▸ Supplied records
--- START ---
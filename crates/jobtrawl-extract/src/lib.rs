//! Schema-driven extraction of postings from rendered markup.
//!
//! Extraction never fails because an optional node is missing: every field is
//! looked up independently and falls back to [`FieldValue::Unavailable`]. The
//! only hard errors are bad schemas (caught at compile time) and input that is
//! not markup at all.

use std::fs;
use std::path::Path;

use anyhow::Context;
use jobtrawl_core::{collapse_whitespace, FieldValue, PostingFields};
use scraper::{ElementRef, Html, Selector};
use serde::{Deserialize, Serialize};
use thiserror::Error;
use tracing::debug;
use url::Url;

pub const CRATE_NAME: &str = "jobtrawl-extract";

#[derive(Debug, Error)]
pub enum ExtractError {
    #[error("invalid selector `{selector}` in schema {schema}: {message}")]
    InvalidSelector {
        schema: String,
        selector: String,
        message: String,
    },
    #[error("malformed markup: {0}")]
    Malformed(String),
}

/// How a single field is located inside a card.
#[derive(Debug, Clone, PartialEq, Eq, Serialize, Deserialize)]
pub struct FieldRule {
    pub selector: String,
    /// Attribute to read instead of the element's text.
    #[serde(default)]
    pub attr: Option<String>,
    #[serde(default)]
    pub labelled: Option<LabelledItem>,
}

/// Narrows a rule to the item whose heading reads `text`. Used where a page
/// renders several criteria with identical markup and only the heading tells
/// them apart.
#[derive(Debug, Clone, PartialEq, Eq, Serialize, Deserialize)]
pub struct LabelledItem {
    /// Repeating element holding one heading and its value.
    pub item: String,
    pub heading: String,
    /// Compared case-insensitively after whitespace is collapsed.
    pub text: String,
}

impl FieldRule {
    pub fn text(selector: &str) -> Self {
        Self {
            selector: selector.to_string(),
            attr: None,
            labelled: None,
        }
    }

    pub fn attr(selector: &str, attr: &str) -> Self {
        Self {
            selector: selector.to_string(),
            attr: Some(attr.to_string()),
            labelled: None,
        }
    }

    pub fn under_heading(mut self, item: &str, heading: &str, text: &str) -> Self {
        self.labelled = Some(LabelledItem {
            item: item.to_string(),
            heading: heading.to_string(),
            text: text.to_string(),
        });
        self
    }
}

/// Field rules by posting attribute. An absent rule always yields the sentinel.
#[derive(Debug, Clone, Default, PartialEq, Eq, Serialize, Deserialize)]
#[serde(default)]
pub struct FieldRules {
    pub title: Option<FieldRule>,
    pub link: Option<FieldRule>,
    pub company_name: Option<FieldRule>,
    pub company_link: Option<FieldRule>,
    pub location: Option<FieldRule>,
    pub salary: Option<FieldRule>,
    pub employment_type: Option<FieldRule>,
    pub description: Option<FieldRule>,
    pub posted_date: Option<FieldRule>,
}

#[derive(Debug, Clone, PartialEq, Eq, Serialize, Deserialize)]
pub struct ExtractionSchema {
    pub name: String,
    /// Container that must be present for the page to be considered well-formed.
    pub root: String,
    /// Repeating card inside the root. `None` treats the root as the only record.
    #[serde(default)]
    pub card: Option<String>,
    /// Constant written to every record's source attribute.
    #[serde(default)]
    pub source_name: Option<String>,
    #[serde(default)]
    pub fields: FieldRules,
}

impl ExtractionSchema {
    /// Search-results page of the public jobs board.
    pub fn linkedin_listing() -> Self {
        Self {
            name: "linkedin-listing".to_string(),
            root: "section.two-pane-serp-page__results-list".to_string(),
            card: Some("div.base-card.job-search-card".to_string()),
            source_name: Some("LinkedIn".to_string()),
            fields: FieldRules {
                title: Some(FieldRule::text("h3.base-search-card__title")),
                link: Some(FieldRule::attr("a.base-card__full-link", "href")),
                company_name: Some(FieldRule::text("a.hidden-nested-link")),
                company_link: Some(FieldRule::attr("a.hidden-nested-link", "href")),
                location: Some(FieldRule::text("span.job-search-card__location")),
                salary: Some(FieldRule::text("div.salary.compensation__salary")),
                employment_type: Some(FieldRule::text(
                    "li.job-details-jobs-unified-top-card__job-insight--highlight",
                )),
                description: Some(FieldRule::text("div.show-more-less-html__markup")),
                posted_date: Some(FieldRule::text(
                    "time.job-search-card__listdate, time.job-search-card__listdate--new",
                )),
            },
        }
    }

    /// Single posting page; only the detail-only attributes are read.
    pub fn linkedin_detail() -> Self {
        Self {
            name: "linkedin-detail".to_string(),
            root: "main".to_string(),
            card: None,
            source_name: None,
            fields: FieldRules {
                description: Some(FieldRule::text("div.description__text.description__text--rich")),
                employment_type: Some(
                    FieldRule::text("span.description__job-criteria-text--criteria").under_heading(
                        "li.description__job-criteria-item",
                        "h3.description__job-criteria-subheader",
                        "Employment type",
                    ),
                ),
                salary: Some(FieldRule::text("div.salary.compensation__salary")),
                ..FieldRules::default()
            },
        }
    }

    pub fn compile(&self) -> Result<CompiledSchema, ExtractError> {
        let rule = |rule: &Option<FieldRule>| -> Result<Option<CompiledField>, ExtractError> {
            let Some(r) = rule else {
                return Ok(None);
            };
            let labelled = match &r.labelled {
                Some(label) => Some(CompiledLabel {
                    item: self.parse_selector(&label.item)?,
                    heading: self.parse_selector(&label.heading)?,
                    text: collapse_whitespace(&label.text),
                }),
                None => None,
            };
            Ok(Some(CompiledField {
                selector: self.parse_selector(&r.selector)?,
                attr: r.attr.clone(),
                labelled,
            }))
        };

        Ok(CompiledSchema {
            name: self.name.clone(),
            root_css: self.root.clone(),
            root: self.parse_selector(&self.root)?,
            card: self.card.as_deref().map(|c| self.parse_selector(c)).transpose()?,
            source_name: self.source_name.clone(),
            fields: CompiledFields {
                title: rule(&self.fields.title)?,
                link: rule(&self.fields.link)?,
                company_name: rule(&self.fields.company_name)?,
                company_link: rule(&self.fields.company_link)?,
                location: rule(&self.fields.location)?,
                salary: rule(&self.fields.salary)?,
                employment_type: rule(&self.fields.employment_type)?,
                description: rule(&self.fields.description)?,
                posted_date: rule(&self.fields.posted_date)?,
            },
        })
    }

    fn parse_selector(&self, css: &str) -> Result<Selector, ExtractError> {
        Selector::parse(css).map_err(|e| ExtractError::InvalidSelector {
            schema: self.name.clone(),
            selector: css.to_string(),
            message: e.to_string(),
        })
    }
}

/// Listing and detail schemas used by one deployment.
#[derive(Debug, Clone, PartialEq, Eq, Serialize, Deserialize)]
pub struct SchemaSet {
    #[serde(default = "ExtractionSchema::linkedin_listing")]
    pub listing: ExtractionSchema,
    #[serde(default = "ExtractionSchema::linkedin_detail")]
    pub detail: ExtractionSchema,
}

impl Default for SchemaSet {
    fn default() -> Self {
        Self {
            listing: ExtractionSchema::linkedin_listing(),
            detail: ExtractionSchema::linkedin_detail(),
        }
    }
}

impl SchemaSet {
    pub fn from_yaml(text: &str) -> anyhow::Result<Self> {
        serde_yaml::from_str(text).context("parsing extraction schema YAML")
    }
}

pub fn load_schema_set(path: impl AsRef<Path>) -> anyhow::Result<SchemaSet> {
    let path = path.as_ref();
    let text = fs::read_to_string(path).with_context(|| format!("reading {}", path.display()))?;
    SchemaSet::from_yaml(&text).with_context(|| format!("loading schemas from {}", path.display()))
}

#[derive(Debug, Clone)]
struct CompiledField {
    selector: Selector,
    attr: Option<String>,
    labelled: Option<CompiledLabel>,
}

#[derive(Debug, Clone)]
struct CompiledLabel {
    item: Selector,
    heading: Selector,
    text: String,
}

impl CompiledLabel {
    fn matches(&self, item: ElementRef<'_>) -> bool {
        item.select(&self.heading)
            .next()
            .is_some_and(|h| collapse_whitespace(&h.text().collect::<String>()).eq_ignore_ascii_case(&self.text))
    }
}

#[derive(Debug, Clone)]
struct CompiledFields {
    title: Option<CompiledField>,
    link: Option<CompiledField>,
    company_name: Option<CompiledField>,
    company_link: Option<CompiledField>,
    location: Option<CompiledField>,
    salary: Option<CompiledField>,
    employment_type: Option<CompiledField>,
    description: Option<CompiledField>,
    posted_date: Option<CompiledField>,
}

/// Outcome of running a schema against one page.
#[derive(Debug, Clone, PartialEq, Eq)]
pub enum Diagnostic {
    /// Root and at least one card matched. `missing_fields` counts sentinels substituted.
    Matched { cards: usize, missing_fields: usize },
    /// Root matched but contained no cards: a genuinely empty result page.
    EmptyResult,
    /// The root container is absent; the schema is probably stale.
    StructuralMismatch { root: String },
}

impl Diagnostic {
    pub fn is_structural_mismatch(&self) -> bool {
        matches!(self, Diagnostic::StructuralMismatch { .. })
    }
}

#[derive(Debug, Clone, PartialEq, Eq)]
pub struct Extraction {
    pub postings: Vec<PostingFields>,
    pub diagnostic: Diagnostic,
}

#[derive(Debug, Clone)]
pub struct CompiledSchema {
    name: String,
    root_css: String,
    root: Selector,
    card: Option<Selector>,
    source_name: Option<String>,
    fields: CompiledFields,
}

impl CompiledSchema {
    pub fn name(&self) -> &str {
        &self.name
    }

    /// Readiness probe for a render: true once the root container exists.
    pub fn root_present(&self, markup: &str) -> bool {
        Html::parse_document(markup).select(&self.root).next().is_some()
    }

    pub fn extract(&self, markup: &str) -> Result<Extraction, ExtractError> {
        self.extract_with_base(markup, None)
    }

    /// Like [`extract`](Self::extract), resolving relative `link` and
    /// `company_link` values against the URL the page was served from.
    pub fn extract_at(&self, markup: &str, page_url: &str) -> Result<Extraction, ExtractError> {
        let base = Url::parse(page_url).ok();
        if base.is_none() {
            debug!(schema = %self.name, page_url, "page url is not absolute; links kept as found");
        }
        self.extract_with_base(markup, base.as_ref())
    }

    fn extract_with_base(&self, markup: &str, base: Option<&Url>) -> Result<Extraction, ExtractError> {
        if markup.trim().is_empty() {
            return Err(ExtractError::Malformed("empty document".to_string()));
        }
        if !markup.contains('<') {
            return Err(ExtractError::Malformed("document contains no markup".to_string()));
        }

        let document = Html::parse_document(markup);
        let Some(root) = document.select(&self.root).next() else {
            debug!(schema = %self.name, root = %self.root_css, "root container not found");
            return Ok(Extraction {
                postings: Vec::new(),
                diagnostic: Diagnostic::StructuralMismatch {
                    root: self.root_css.clone(),
                },
            });
        };

        let postings: Vec<PostingFields> = match &self.card {
            Some(card) => root.select(card).map(|el| self.extract_fields(el, base)).collect(),
            None => vec![self.extract_fields(root, base)],
        };

        let diagnostic = if postings.is_empty() {
            Diagnostic::EmptyResult
        } else {
            Diagnostic::Matched {
                cards: postings.len(),
                missing_fields: postings.iter().map(PostingFields::missing_count).sum(),
            }
        };

        Ok(Extraction {
            postings,
            diagnostic,
        })
    }

    fn extract_fields(&self, scope: ElementRef<'_>, base: Option<&Url>) -> PostingFields {
        let f = &self.fields;
        PostingFields {
            title: field_value(scope, &f.title),
            link: resolve_link(field_value(scope, &f.link), base),
            company_name: field_value(scope, &f.company_name),
            company_link: resolve_link(field_value(scope, &f.company_link), base),
            source_name: self.source_name.clone().into(),
            location: field_value(scope, &f.location),
            salary: field_value(scope, &f.salary),
            employment_type: field_value(scope, &f.employment_type),
            description: field_value(scope, &f.description),
            posted_date: field_value(scope, &f.posted_date),
        }
    }
}

fn field_value(scope: ElementRef<'_>, rule: &Option<CompiledField>) -> FieldValue {
    let Some(rule) = rule else {
        return FieldValue::Unavailable;
    };
    let node = match &rule.labelled {
        Some(label) => scope
            .select(&label.item)
            .filter(|item| label.matches(*item))
            .find_map(|item| item.select(&rule.selector).next()),
        None => scope.select(&rule.selector).next(),
    };
    let Some(node) = node else {
        return FieldValue::Unavailable;
    };
    match &rule.attr {
        Some(attr) => node
            .value()
            .attr(attr)
            .map(|v| FieldValue::Present(collapse_whitespace(v)))
            .unwrap_or(FieldValue::Unavailable),
        None => FieldValue::Present(collapse_whitespace(&node.text().collect::<String>())),
    }
}

fn resolve_link(value: FieldValue, base: Option<&Url>) -> FieldValue {
    match (value, base) {
        (FieldValue::Present(raw), Some(base)) if !raw.is_empty() => match base.join(&raw) {
            Ok(url) => FieldValue::Present(url.into()),
            Err(_) => FieldValue::Present(raw),
        },
        (value, _) => value,
    }
}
--- END ---
▸ Instructions to follow
Note down each line above where the word "node" occurs.

▸ Task solution
//! Extraction never fails because an optional node is missing: every field is
    let node = match &rule.labelled {
    let Some(node) = node else {
        Some(attr) => node
        None => FieldValue::Present(collapse_whitespace(&node.text().collect::<String>())),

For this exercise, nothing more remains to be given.